# Problem description:
Find the line with "pub mod error;" and the line with "use warikan_application::IdGenerator;" in the entries below; output exactly those two lines, every line between them, and no others.

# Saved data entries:
::::::::::
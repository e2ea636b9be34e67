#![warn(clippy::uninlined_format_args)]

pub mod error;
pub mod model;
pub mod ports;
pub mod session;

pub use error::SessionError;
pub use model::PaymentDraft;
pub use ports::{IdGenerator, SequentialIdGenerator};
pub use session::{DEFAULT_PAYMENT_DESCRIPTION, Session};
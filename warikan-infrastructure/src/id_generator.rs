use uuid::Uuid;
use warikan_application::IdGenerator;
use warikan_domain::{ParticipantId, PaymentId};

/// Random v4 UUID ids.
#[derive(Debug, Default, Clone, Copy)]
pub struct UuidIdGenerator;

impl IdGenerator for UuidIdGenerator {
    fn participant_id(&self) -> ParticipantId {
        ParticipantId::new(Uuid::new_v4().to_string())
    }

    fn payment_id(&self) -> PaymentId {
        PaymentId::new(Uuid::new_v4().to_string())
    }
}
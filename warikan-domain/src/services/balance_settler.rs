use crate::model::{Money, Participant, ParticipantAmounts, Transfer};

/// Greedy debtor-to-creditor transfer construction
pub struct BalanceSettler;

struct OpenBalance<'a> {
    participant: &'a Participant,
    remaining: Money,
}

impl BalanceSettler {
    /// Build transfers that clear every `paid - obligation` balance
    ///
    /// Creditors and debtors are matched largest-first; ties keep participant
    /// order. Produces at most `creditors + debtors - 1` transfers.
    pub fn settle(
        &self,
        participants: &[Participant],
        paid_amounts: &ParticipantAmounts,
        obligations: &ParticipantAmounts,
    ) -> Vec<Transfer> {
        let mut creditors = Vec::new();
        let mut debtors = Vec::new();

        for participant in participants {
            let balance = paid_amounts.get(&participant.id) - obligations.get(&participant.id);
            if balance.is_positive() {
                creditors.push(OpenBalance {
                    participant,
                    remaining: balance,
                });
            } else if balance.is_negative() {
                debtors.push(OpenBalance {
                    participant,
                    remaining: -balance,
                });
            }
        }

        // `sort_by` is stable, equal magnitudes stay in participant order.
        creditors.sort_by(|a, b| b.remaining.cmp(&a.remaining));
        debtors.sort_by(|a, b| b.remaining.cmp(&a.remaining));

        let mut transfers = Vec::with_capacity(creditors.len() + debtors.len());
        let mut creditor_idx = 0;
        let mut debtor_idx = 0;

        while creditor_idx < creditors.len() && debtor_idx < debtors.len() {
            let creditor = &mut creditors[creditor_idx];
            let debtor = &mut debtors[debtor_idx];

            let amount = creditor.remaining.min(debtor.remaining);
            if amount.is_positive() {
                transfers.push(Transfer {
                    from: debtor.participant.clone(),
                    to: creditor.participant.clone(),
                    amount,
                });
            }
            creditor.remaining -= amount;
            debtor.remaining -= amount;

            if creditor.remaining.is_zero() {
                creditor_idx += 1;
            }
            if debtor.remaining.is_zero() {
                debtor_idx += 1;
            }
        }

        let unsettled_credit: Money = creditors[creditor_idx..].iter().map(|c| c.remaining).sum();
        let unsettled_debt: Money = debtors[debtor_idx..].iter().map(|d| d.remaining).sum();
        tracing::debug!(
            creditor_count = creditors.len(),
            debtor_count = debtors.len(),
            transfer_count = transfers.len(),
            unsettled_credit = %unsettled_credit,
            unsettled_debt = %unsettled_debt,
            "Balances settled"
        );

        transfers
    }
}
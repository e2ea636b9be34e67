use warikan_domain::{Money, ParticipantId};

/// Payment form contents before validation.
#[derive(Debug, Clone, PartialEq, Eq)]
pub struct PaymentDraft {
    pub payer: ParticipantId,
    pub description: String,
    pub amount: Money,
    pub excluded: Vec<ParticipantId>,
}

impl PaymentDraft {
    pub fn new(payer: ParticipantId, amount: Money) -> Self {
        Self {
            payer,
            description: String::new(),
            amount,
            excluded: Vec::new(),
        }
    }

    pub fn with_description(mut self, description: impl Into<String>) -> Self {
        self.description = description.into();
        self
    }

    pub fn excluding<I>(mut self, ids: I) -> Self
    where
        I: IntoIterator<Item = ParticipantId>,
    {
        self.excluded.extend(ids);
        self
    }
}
::::::::::
# Task result:
pub mod error;
pub mod model;
pub mod ports;
pub mod session;

pub use error::SessionError;
pub use model::PaymentDraft;
pub use ports::{IdGenerator, SequentialIdGenerator};
pub use session::{DEFAULT_PAYMENT_DESCRIPTION, Session};
filename warikan-infrastructure/src/id_generator.rs
use uuid::Uuid;
use warikan_application::IdGenerator;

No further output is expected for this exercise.